The Not-So-Glamorous Life of a Working Grad Student

This website first came about in 1996, when the World Wide Web (yes, we called it that) was as wide-open and empty as the American West. Fresh out of Vassar with a degree in English and a middling aptitude for computers, I stumbled on a job for a website that forced me to learn HTML. Back then, all you needed to create a website was a text editor, some server space, and FTP software. If you were feeling really fancy, you got Photoshop and threw up some images too. I’d grown discouraged trying to break into more traditional print publishing, so posting my own writing on my own website seemed a great way to circumvent the endless cycle of applications and rejections.

Like most 20-somethings, I had no idea what I was doing. There were a bunch of other 20-somethings out there stealing sharpies and Xeroxes to make ‘zines, but I felt like I belonged to a small, elite group of people with the mix of technical, editorial, and design skills required to make a website.

What we now call blogs we used to call online diaries. No matter what you called them, they were homegrown, barbaric yawps in the wilderness. Traditional media still wasn’t sure that this blogging thing was going to take off (that’s a direct quote from a VP of Public Affairs circa 2008).It’s been interesting watching the Web’s technology catch up with the average human’s ambition for self-expression. Livejournal, Blogger, Blogspot, and later WordPress all made it possible for people with basic literacy to make a voice for themselves online. Livejournal predated most social media platforms by adding in a community component — you could “friend” someone else’s journal, read entries in aggregate, and comment on your friends’ entries. Comments actually mean putting together coherent sentences — this was before “like” buttons and emojis.

In the middle of all this, the Dot-Com bubble grew and burst, which meant that over the course of about six years I went from having stock options (they went underwater before I figured out what to do with them) to collecting unemployment and bootstrapping my own business.
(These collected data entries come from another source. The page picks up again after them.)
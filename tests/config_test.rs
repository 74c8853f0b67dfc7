use levelwalk::config::{SceneConfig, hex_color};

use crate::common::test_utils::approx_eq;

mod common;

#[test]
fn should_default_to_walkthrough_parameters() {
    let config = SceneConfig::default();

    assert_eq!(config.asset.root, "assets");
    assert_eq!(config.asset.path, "825.glb");
    assert_eq!(config.asset.root_alignment_degrees, [0.0, 0.0, 0.0]);
    assert_eq!(config.physics.gravity, [0.0, -9.81, 0.0]);
    assert_eq!(config.ground.size, 100.0);
    assert_eq!(config.ground.friction, 0.7);
    assert_eq!(config.character.spawn, [4.0, 7.0, 0.0]);
    assert_eq!(config.character.max_velocity * config.character.sprint_multiplier, 10.0);
    assert_eq!(config.camera.fov_degrees, 45.0);
    assert_eq!(config.lighting.sun.shadow_extent, 12.0);
    assert_eq!(config.window.max_frames, None);
}

#[test]
fn should_convert_hex_colors_to_linear() {
    assert!(hex_color(0xffffff).iter().all(|&c| approx_eq(c, 1.0)));
    assert_eq!(hex_color(0x000000), [0.0, 0.0, 0.0, 1.0]);

    // sRGB 0x30 is darker once linearized
    let ground = hex_color(0x303030);
    assert!(ground[0] > 0.0 && ground[0] < 48.0 / 255.0);
    assert!(approx_eq(ground[0], ground[2]));

    let [r, g, b, _] = hex_color(0xff0000);
    assert!(approx_eq(r, 1.0));
    assert_eq!((g, b), (0.0, 0.0));
}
Facebook arrived in the mid 2000s. All of a sudden, the wall between my online existence (as Okelle, the poet, writer, and one-time About.com Guide to Pagan/Wiccan Religion) and my meatspace existence (as Frances Donovan, the web designer and sometime poet) became a semi-permeable membrane. The level of discourse dropped significantly too. Posts shrank from multi-paragraph essays to paragraphs, sentences, and eventually 140-character txt speak. If you wanted to respond to someone else’s post, you just clicked a button. No articulation required.

Meanwhile, traditional media finally caught up with the Web. The Web became Web 2.0, then the web, then the Internet. Or, to certain jackass U.S. Senators, a series of tubes. And all of those zinesters discovered blogging platforms like WordPress and started circumventing literary establishments just like I had. The difference, of course, was that some of them were kissed by the “going viral” fairy. I never was.

In keeping with eroding online/offline privacy and the new definition of “previously published,” (most lit mags now consider posting one’s poetry to one’s own blog publication), I stripped most of this site’s personal and poetry content. You can still see vestiges of it in the categories and tag cloud widgets (for those of you still using desktop computers who can see the sidebar columns). But for the most part — just like it says on the About page — this website focuses on poetry. I’m interested not only in my own online presence (you can Google “Frances Donovan poet” if you want to read my stuff) but also in serving the larger poetry community. Before I started grad school, I would regularly post reviews and interviews of poets’ books. Now I post the contents of my packets from previous semesters — partly because I want folks to keep visiting my site, and that won’t happen if I don’t publish new content — but also because I think it’s helpful for those considering an MFA program to know what they’re getting into. And mostly because my blogging habit continues. My site traffic may be miniscule compared to some other websites, but I still get a thrill when I know someone has read something I’ve written — especially if they take the time to comment.

I’ve gotten away from posting personal blog posts. My creative process has become more private and my time has become more limited as I pursue my MFA while working a day job. There’s also way too much information floating around out there about me without my posting more. Nevertheless, I’ve decided to make the “my glamorous life” category more visible on this site because I think there is still value in expressing oneself authentically online in longer form. Even if you don’t comment, I’ll trust that someone out there is reading. Blogging is no longer sounding a barbaric yawp into the wilderness — it’s more like reading at an open mic in a busy coffeehouse, with people only paying half attention. So be it. Put my name on the list.